PROBLEM REQUIREMENTS:
Show every line of the data that includes the word "derive".

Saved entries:
--------------------------------

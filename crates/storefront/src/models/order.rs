//! Order domain types.

use chrono::{DateTime, Utc};
use rust_decimal::Decimal;
use serde::{Deserialize, Serialize};

use gongora_core::{Email, OrderId, OrderItemId, OrderStatus, Price, ProductId, UserId};

/// An order as stored in `storefront.orders`.
#[derive(Debug, Clone, PartialEq, Serialize)]
pub struct Order {
    pub id: OrderId,
    /// Purchaser.
    pub user_id: UserId,
    /// Purchaser e-mail at checkout time.
    pub customer_email: Option<Email>,
    /// Amount charged, whole CLP (goods + shipping).
    pub total: Decimal,
    pub status: OrderStatus,
    /// Webpay `token_ws`, set once the transaction is created.
    pub token: Option<String>,
    /// Buy-order reference sent to Webpay (`orden-{id}-{suffix}`).
    pub buy_order: Option<String>,
    /// Shipping form plus `shipping_cost`.
    pub shipping_data: Option<serde_json::Value>,
    pub created_at: DateTime<Utc>,
    pub updated_at: DateTime<Utc>,
}

impl Order {
    /// Address for order notifications.
    ///
    /// Prefers the purchaser's account e-mail, then the e-mail typed into the
    /// shipping form.
    #[must_use]
    pub fn notification_recipient(&self) -> Option<Email> {
        if let Some(email) = &self.customer_email {
            return Some(email.clone());
        }

        self.shipping_data
            .as_ref()
            .and_then(|data| data.get("email"))
            .and_then(serde_json::Value::as_str)
            .and_then(|raw| Email::parse(raw).ok())
    }

    /// Total as a CLP price.
    #[must_use]
    pub const fn total_price(&self) -> Price {
        Price::clp(self.total)
    }
}

/// A line of an order, as stored in `storefront.order_items`.
#[derive(Debug, Clone, PartialEq, Eq, Serialize)]
pub struct OrderItem {
    pub id: OrderItemId,
    pub order_id: OrderId,
    pub product_id: ProductId,
    /// Product name when the order was placed.
    pub product_name: String,
    pub quantity: i32,
    pub subtotal: Decimal,
}

/// Input for creating a pending order with its items.
#[derive(Debug, Clone)]
pub struct NewOrder {
    pub user_id: UserId,
    pub customer_email: Option<Email>,
    pub total: Decimal,
    pub shipping_data: Option<serde_json::Value>,
    pub items: Vec<NewOrderItem>,
}

/// Input for one order line.
#[derive(Debug, Clone)]
pub struct NewOrderItem {
    pub product_id: ProductId,
    pub product_name: String,
    pub quantity: i32,
    pub subtotal: Decimal,
}

/// Shipping form captured by the checkout shipping step.
#[derive(Debug, Clone, Default, PartialEq, Eq, Serialize, Deserialize)]
pub struct ShippingDetails {
    #[serde(default)]
    pub first_name: String,
    #[serde(default)]
    pub last_name: String,
    #[serde(default)]
    pub email: String,
    #[serde(default)]
    pub phone: String,
    /// Chilean national ID.
    #[serde(default)]
    pub rut: String,
    #[serde(default)]
    pub address: String,
    #[serde(default)]
    pub address2: String,
    #[serde(default)]
    pub comuna: String,
    #[serde(default)]
    pub region: String,
    #[serde(default)]
    pub notes: String,
    #[serde(default = "default_shipping_method")]
    pub shipping_method: String,
}

fn default_shipping_method() -> String {
    "pickup".to_string()
}

impl ShippingDetails {
    /// JSON stored in `orders.shipping_data`: the form plus the cost charged.
    #[must_use]
    pub fn to_order_data(&self, shipping_cost: i64) -> serde_json::Value {
        let mut value = serde_json::to_value(self).unwrap_or_else(|_| serde_json::json!({}));
        if let Some(map) = value.as_object_mut() {
            map.insert("shipping_cost".to_string(), shipping_cost.into());
        }
        value
    }
}
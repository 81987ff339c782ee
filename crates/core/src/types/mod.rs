//! Core types for the Góngora storefront.
//!
//! This module provides type-safe wrappers for common domain concepts.

pub mod email;
pub mod geo;
pub mod id;
pub mod price;
pub mod status;

pub use email::{Email, EmailError};
pub use geo::GeoEntry;
pub use id::*;
pub use price::{CurrencyCode, Price};
pub use status::{OrderStatus, TransitionError};
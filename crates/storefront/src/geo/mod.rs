//! Chilean regions and comunas for the address form.
//!
//! Lookups go through a cache and then an ordered list of tiers:
//!
//! 1. [`DpaClient`] - public DPA API (`apis.digital.gob.cl/dpa`)
//! 2. [`SnapshotSource`] - `regiones.json` / `comunas_by_region.json` on disk
//! 3. [`EmbeddedSource`] - constants compiled into the binary
//!
//! The first tier that answers wins and its answer is cached (7 days by
//! default). Lookups never fail: regions always resolve to a non-empty list,
//! and a comuna lookup nobody can answer resolves to an empty list that is
//! cached like any other answer.

mod embedded;
mod remote;
mod snapshot;

use std::sync::Arc;
use std::time::Duration;

use async_trait::async_trait;
use moka::future::Cache;
use thiserror::Error;
use tracing::{debug, info, instrument};

use gongora_core::GeoEntry;

use crate::config::GeoConfig;

pub use embedded::EmbeddedSource;
pub use remote::DpaClient;
pub use snapshot::{COMUNAS_FILE, REGIONS_FILE, SnapshotSource, write_snapshot};

/// Errors raised inside a geo tier.
///
/// Tiers log these and report a miss; they never reach a caller of
/// [`GeoResolver`].
#[derive(Debug, Error)]
pub enum GeoError {
    /// HTTP request failed.
    #[error("HTTP error: {0}")]
    Http(#[from] reqwest::Error),

    /// Remote API answered with a non-success status.
    #[error("unexpected status {status} from {url}")]
    Status { url: String, status: u16 },

    /// Payload could not be decoded.
    #[error("parse error: {0}")]
    Parse(String),

    /// Snapshot file could not be read or written.
    #[error("I/O error: {0}")]
    Io(#[from] std::io::Error),
}

/// What is being looked up.
#[derive(Debug, Clone, PartialEq, Eq, Hash)]
pub enum GeoKey {
    Regions,
    Comunas(String),
}

impl GeoKey {
    /// Cache key: `regions` or `comunas:<region_code>`.
    #[must_use]
    pub fn cache_key(&self) -> String {
        match self {
            Self::Regions => "regions".to_string(),
            Self::Comunas(region) => format!("comunas:{region}"),
        }
    }

    /// Whether a tier's answer is usable for this key.
    ///
    /// An empty region list is never a valid answer; an empty comuna list is.
    fn accepts(&self, entries: &[GeoEntry]) -> bool {
        match self {
            Self::Regions => !entries.is_empty(),
            Self::Comunas(_) => true,
        }
    }
}

/// One stage of the fallback chain.
#[async_trait]
pub trait GeoSource: Send + Sync {
    /// Short name used in logs.
    fn name(&self) -> &'static str;

    /// Answer the lookup, or `None` if this tier cannot.
    async fn fetch(&self, key: &GeoKey) -> Option<Vec<GeoEntry>>;
}

/// Cached, tiered resolver for regions and comunas.
#[derive(Clone)]
pub struct GeoResolver {
    inner: Arc<GeoResolverInner>,
}

struct GeoResolverInner {
    cache: Cache<String, Vec<GeoEntry>>,
    tiers: Vec<Arc<dyn GeoSource>>,
}

impl GeoResolver {
    /// Build the production chain: remote API, snapshot files, embedded data.
    ///
    /// # Errors
    ///
    /// Returns an error if the HTTP client cannot be built.
    pub fn new(config: &GeoConfig) -> Result<Self, GeoError> {
        let tiers: Vec<Arc<dyn GeoSource>> = vec![
            Arc::new(DpaClient::new(config)?),
            Arc::new(SnapshotSource::new(config.snapshot_dir.clone())),
            Arc::new(EmbeddedSource),
        ];
        Ok(Self::with_tiers(tiers, config.cache_ttl))
    }

    /// Build a resolver over an explicit tier list.
    #[must_use]
    pub fn with_tiers(tiers: Vec<Arc<dyn GeoSource>>, cache_ttl: Duration) -> Self {
        let cache = Cache::builder()
            .max_capacity(256)
            .time_to_live(cache_ttl)
            .build();

        Self {
            inner: Arc::new(GeoResolverInner { cache, tiers }),
        }
    }

    /// All regions, in the order the answering tier returned them.
    #[instrument(skip(self))]
    pub async fn get_regions(&self) -> Vec<GeoEntry> {
        self.resolve(GeoKey::Regions).await
    }

    /// Comunas of a region; empty when no tier knows the region.
    #[instrument(skip(self))]
    pub async fn get_comunas(&self, region_code: &str) -> Vec<GeoEntry> {
        self.resolve(GeoKey::Comunas(region_code.to_string())).await
    }

    async fn resolve(&self, key: GeoKey) -> Vec<GeoEntry> {
        let cache_key = key.cache_key();

        if let Some(entries) = self.inner.cache.get(&cache_key).await
            && key.accepts(&entries)
        {
            debug!(key = %cache_key, "Cache hit");
            return entries;
        }

        for tier in &self.inner.tiers {
            match tier.fetch(&key).await {
                Some(entries) if key.accepts(&entries) => {
                    debug!(key = %cache_key, tier = tier.name(), count = entries.len(), "Resolved");
                    self.inner.cache.insert(cache_key, entries.clone()).await;
                    return entries;
                }
                Some(_) => debug!(key = %cache_key, tier = tier.name(), "Tier returned no entries"),
                None => debug!(key = %cache_key, tier = tier.name(), "Tier missed"),
            }
        }

        info!(key = %cache_key, "No geo tier could answer; caching empty list");
        self.inner.cache.insert(cache_key, Vec::new()).await;
        Vec::new()
    }
}
//! Newtype IDs for type-safe entity references.
//!
//! Every table in the storefront uses a `SERIAL` primary key. The
//! `define_id!` macro wraps those `i32` keys so an `OrderId` can never be
//! passed where a `ProductId` is expected.

/// Define a type-safe `i32` ID wrapper.
///
/// The generated type is `Copy`, serializes transparently, parses from a
/// decimal string and (with the `postgres` feature) encodes as `INT4`.
///
/// # Example
///
/// ```rust
/// # use gongora_core::define_id;
/// define_id!(InvoiceId);
///
/// let id: InvoiceId = "42".parse().unwrap();
/// assert_eq!(id.as_i32(), 42);
/// ```
#[macro_export]
macro_rules! define_id {
    ($name:ident) => {
        #[derive(
            Debug,
            Clone,
            Copy,
            PartialEq,
            Eq,
            Hash,
            PartialOrd,
            Ord,
            ::serde::Serialize,
            ::serde::Deserialize
        )]
        #[serde(transparent)]
        pub struct $name(i32);

        impl $name {
            /// Create a new ID from an i32 value.
            #[must_use]
            pub const fn new(id: i32) -> Self {
                Self(id)
            }

            /// Get the underlying i32 value.
            #[must_use]
            pub const fn as_i32(&self) -> i32 {
                self.0
            }
        }

        impl ::core::fmt::Display for $name {
            fn fmt(&self, f: &mut ::core::fmt::Formatter<'_>) -> ::core::fmt::Result {
                write!(f, "{}", self.0)
            }
        }

        impl ::core::str::FromStr for $name {
            type Err = ::core::num::ParseIntError;

            fn from_str(s: &str) -> ::core::result::Result<Self, Self::Err> {
                s.trim().parse::<i32>().map(Self)
            }
        }

        impl From<i32> for $name {
            fn from(id: i32) -> Self {
                Self(id)
            }
        }

        impl From<$name> for i32 {
            fn from(id: $name) -> Self {
                id.0
            }
        }

        #[cfg(feature = "postgres")]
        impl ::sqlx::Type<::sqlx::Postgres> for $name {
            fn type_info() -> ::sqlx::postgres::PgTypeInfo {
                <i32 as ::sqlx::Type<::sqlx::Postgres>>::type_info()
            }

            fn compatible(ty: &::sqlx::postgres::PgTypeInfo) -> bool {
                <i32 as ::sqlx::Type<::sqlx::Postgres>>::compatible(ty)
            }
        }

        #[cfg(feature = "postgres")]
        impl<'r> ::sqlx::Decode<'r, ::sqlx::Postgres> for $name {
            fn decode(
                value: ::sqlx::postgres::PgValueRef<'r>,
            ) -> ::core::result::Result<Self, ::sqlx::error::BoxDynError> {
                let id = <i32 as ::sqlx::Decode<::sqlx::Postgres>>::decode(value)?;
                Ok(Self(id))
            }
        }

        #[cfg(feature = "postgres")]
        impl ::sqlx::Encode<'_, ::sqlx::Postgres> for $name {
            fn encode_by_ref(
                &self,
                buf: &mut ::sqlx::postgres::PgArgumentBuffer,
            ) -> ::std::result::Result<::sqlx::encode::IsNull, ::sqlx::error::BoxDynError> {
                <i32 as ::sqlx::Encode<::sqlx::Postgres>>::encode_by_ref(&self.0, buf)
            }
        }
    };
}

define_id!(UserId);
define_id!(ProductId);
define_id!(OrderId);
define_id!(OrderItemId);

--------------------------------

EXERCISE OUTPUT:
#[derive(Debug, Clone, PartialEq, Serialize)]
#[derive(Debug, Clone, PartialEq, Eq, Serialize)]
#[derive(Debug, Clone)]
#[derive(Debug, Clone)]
#[derive(Debug, Clone, Default, PartialEq, Eq, Serialize, Deserialize)]
#[derive(Debug, Error)]
#[derive(Debug, Clone, PartialEq, Eq, Hash)]
#[derive(Clone)]
        #[derive(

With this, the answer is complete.